Ben Mendelsohn is Gerry, a scruffy, hard-up gambler in Iowa who “owes money to everyone.” On one of his losing streaks he connects with Curtis (Ryan Reynolds), a sharp, charismatic fellow whose presence seems to improve Gerry’s luck at the tables. Together they make a run down the river to St Louis and Memphis, hitting all the riverboats, casinos, and dreary motels along the way, looking to muster up enough cash to step into a high stakes poker game in New Orleans.

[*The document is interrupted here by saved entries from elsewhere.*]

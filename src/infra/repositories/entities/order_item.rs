//! Order line item. `price` is the snapshot taken at order time.

use sea_orm::entity::prelude::*;

#[derive(Clone, Debug, PartialEq, Eq, DeriveEntityModel)]
#[sea_orm(table_name = "order_items")]
pub struct Model {
    #[sea_orm(primary_key)]
    pub id: i32,
    pub order_id: i32,
    pub service_id: i32,
    pub quantity: i32,
    pub price: i64,
}

#[derive(Copy, Clone, Debug, EnumIter, DeriveRelation)]
pub enum Relation {
    #[sea_orm(
        belongs_to = "super::order::Entity",
        from = "Column::OrderId",
        to = "super::order::Column::Id"
    )]
    Order,
    #[sea_orm(
        belongs_to = "super::service::Entity",
        from = "Column::ServiceId",
        to = "super::service::Column::Id"
    )]
    Service,
}

impl ActiveModelBehavior for ActiveModel {}
//! Transactional mail endpoints: SMTP test, contact form, order
//! notification.

use axum::{
    extract::{Path, State},
    response::Json,
    routing::post,
    Router,
};
use serde::Deserialize;
use utoipa::ToSchema;
use validator::Validate;

use crate::api::extractors::ValidatedJson;
use crate::api::AppState;
use crate::errors::AppResult;
use crate::services::ContactSubmission;
use crate::types::MessageResponse;

/// Test mail request
#[derive(Debug, Deserialize, Validate, ToSchema)]
pub struct SendTestEmailRequest {
    #[validate(email(message = "Email không hợp lệ"))]
    pub to: String,
}

/// Create mail routes
pub fn mail_routes() -> Router<AppState> {
    Router::new()
        .route("/test", post(send_test))
        .route("/contact", post(submit_contact))
        .route("/send-order/:order_id", post(send_order))
}

/// Send a test mail to verify the SMTP configuration
#[utoipa::path(
    post,
    path = "/mail/test",
    tag = "Mail",
    request_body = SendTestEmailRequest,
    responses(
        (status = 200, description = "Sent", body = MessageResponse),
        (status = 500, description = "SMTP dispatch failed")
    )
)]
pub async fn send_test(
    State(state): State<AppState>,
    ValidatedJson(payload): ValidatedJson<SendTestEmailRequest>,
) -> AppResult<Json<MessageResponse>> {
    Ok(Json(state.mail_service.send_test(payload.to).await?))
}

/// Contact form submission: acknowledges the sender and notifies the admin
#[utoipa::path(
    post,
    path = "/mail/contact",
    tag = "Mail",
    request_body = ContactSubmission,
    responses(
        (status = 200, description = "Mails sent", body = MessageResponse),
        (status = 500, description = "SMTP dispatch failed")
    )
)]
pub async fn submit_contact(
    State(state): State<AppState>,
    ValidatedJson(payload): ValidatedJson<ContactSubmission>,
) -> AppResult<Json<MessageResponse>> {
    Ok(Json(state.mail_service.submit_contact(payload).await?))
}

/// Send the order-created mail to the customer and the admin copy
#[utoipa::path(
    post,
    path = "/mail/send-order/{order_id}",
    tag = "Mail",
    params(("order_id" = i32, Path, description = "Order ID")),
    responses(
        (status = 200, description = "Mails sent", body = MessageResponse),
        (status = 404, description = "Unknown order")
    )
)]
pub async fn send_order(
    State(state): State<AppState>,
    Path(order_id): Path<i32>,
) -> AppResult<Json<MessageResponse>> {
    Ok(Json(state.mail_service.send_order_email(order_id).await?))
}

Mendelsohn, a celebrity in his native Australia who’s carved out a meaty career as a character actor in Hollywood, makes the best of a rare starring role, while Reynolds is so smooth it’s hard to entirely trust Curtis at first, but as we go along we start to realize he’s got his own brand of trouble. Alfre Woodard, Sienna Miller, Analeigh Tipton, and Robin Weigert bring their A-Games in support.

There’s a grimy, retro quality to this yarn from the directors of Half Nelson and It’s Kind of a Funny Story, a glance into a peculiarly American heart of darkness, providing a couple fresh additions to the catalogue of beautiful losers we’ve met in features such as The HustlerCalifornia Split, Hard Eight, and The Cooler. 

 

Heist (2015)

Heist-Torrent

Directed by Scott Mann | Written by Stephen Cyrus Sepher and Max Adams | 93 min | ▲▲△△

Heist is a 2012 Dodge Charger of a movie—kind of muscular and entirely free of pretension. There are cars on the market with better performance and better looks, but it has the charm to know exactly what it is.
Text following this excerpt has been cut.